More than half of the nation’s state attorneys general are readying an investigation into Google for potential antitrust violations, scheduled to be announced next week, marking a major escalation in U.S. regulators’ efforts to probe Silicon Valley’s largest companies.
A smaller group of these state officials, representing the broader coalition, is expected to unveil the investigation at a Monday news conference in Washington, according to three people familiar with the matter who spoke on the condition of anonymity because they were not authorized to discuss a law enforcement proceeding on the record, cautioning the plans could change.
It is unclear whether some or all of the attorneys general also plan to open or announce additional probes into other tech giants, including Amazon and Facebook, which have faced similar U.S. antitrust scrutiny. The states’ effort is expected to be bipartisan and could include more than 30 attorneys general, one of the people said.
Over the past year, regulators around the country have grown increasingly wary of the power wielded by Silicon Valley, questioning whether the industry’s access to vast amounts of proprietary data — and deep pockets — allow companies to gobble up rivals and maintain their dominance to the detriment of consumers. Two federal antitrust agencies have opened probes targeting the industry broadly, while lawmakers in Congress have grilled executives from Amazon, Apple, Facebook and Google about the business practices. (Amazon founder Jeff Bezos owns The Washington Post.)
Outside of the nation’s capital, however, state officials also have started questioning the growing influence of big tech. Attorneys general in multiple states have threatened that competition probes could be on the horizon, The Post first reported in March, and states such as Louisiana and Mississippi have sharply criticized Google for its handling of users’ personal information and its algorithms for surfacing search results. Those states did not respond to requests for comment.
Texas officials have raised similar concerns. They have also said that Google may be violating state consumer-protection laws if political bias at Google resulted in the censorship of conservative viewpoints. A spokesman for the attorney general there also did not respond to a request for comment.
Over the summer, some attorneys general met privately with officials from the Justice Department, which announced its own broad review into big tech, to discuss their antitrust concerns.
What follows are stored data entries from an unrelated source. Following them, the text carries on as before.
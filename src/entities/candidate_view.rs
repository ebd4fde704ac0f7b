use chrono::{DateTime, Utc};
use sea_orm::entity::prelude::*;
use sea_orm::Set;
use serde::{Deserialize, Serialize};
use utoipa::ToSchema;

use crate::validation::{ValidationErrors, Validator};

/// One employer visit to a candidate profile. Repeat views are kept.
#[derive(Clone, Debug, PartialEq, Eq, DeriveEntityModel, Serialize, Deserialize, ToSchema)]
#[sea_orm(table_name = "candidate_views")]
#[serde(rename_all = "camelCase")]
#[schema(as = CandidateView)]
pub struct Model {
    #[sea_orm(primary_key)]
    pub id: i32,
    pub candidate_id: String,
    pub employer_id: String,
    pub viewed_at: DateTime<Utc>,
}

#[derive(Copy, Clone, Debug, EnumIter, DeriveRelation)]
pub enum Relation {}

impl ActiveModelBehavior for ActiveModel {}

#[derive(Debug, Clone, Default, Deserialize, ToSchema)]
#[serde(rename_all = "camelCase")]
pub struct NewCandidateView {
    pub candidate_id: Option<String>,
    pub employer_id: Option<String>,
    pub viewed_at: Option<DateTime<Utc>>,
}

impl NewCandidateView {
    pub fn validate(self) -> Result<ActiveModel, ValidationErrors> {
        let mut v = Validator::new();
        let candidate_id = v.required("candidateId", self.candidate_id);
        let employer_id = v.required("employerId", self.employer_id);
        v.finish()?;

        Ok(ActiveModel {
            candidate_id: Set(candidate_id),
            employer_id: Set(employer_id),
            viewed_at: Set(self.viewed_at.unwrap_or_else(Utc::now)),
            ..Default::default()
        })
    }
}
The agency’s antitrust leader, Makan Delrahim, later said at a conference in August that the federal government is coordinating with state leaders, which he numbered at more than a dozen, but declined to offer further details about the agency’s plans.
It is unclear whether the Justice Department will join the states at the event, and a spokesman did not immediately respond to a request for comment.
“Google’s services help people every day, create more choice for consumers, and support thousands of jobs and small businesses across the country,” spokesman Jose Castaneda said in a statement. “We continue to work constructively with regulators, including attorneys general, in answering questions about our business and the dynamic technology sector.”
The states’ looming antitrust investigation of Google threatens to saddle the company with years of regulatory scrutiny, even though the federal government has the most powerful tools at its disposal — including the ability to try to break up a business for violating competition laws.
But state attorneys general can contribute to federal action. For example, in the 1990s, the states helped build a broader case against Microsoft after rivals complained that it leveraged its Windows monopoly as it entered new markets and used it to erect barriers to competitors.
“If multiple states — and I mean not just Democratic attorneys general but Republican attorneys general as well — are all looking into potential antitrust violations, one of the biggest effects might be to pressure the federal government to do a deeper dive,” said Doug Gansler, the former attorney general of Maryland and a top lawyer at the firm Cadwalader, Wickersham & Taft.
For Google, the states’ heightened interest comes about six years after the U.S. government formally studied the tech giant’s search-and-advertising business but opted against slapping it with significant penalties. The inaction in the United States came to stand in stark contrast with Europe, which later issued a series of stinging, multibillion-dollar fines against the company for the way it displays search results and manages its Android smartphone operating system.
The Justice Department and the Federal Trade Commission’s broad reviews into big tech could evolve into more formal probes of Google and its Silicon Valley peers. Senate lawmakers on Tuesday announced they would hold a hearing focused on tech giants that acquire smaller rivals.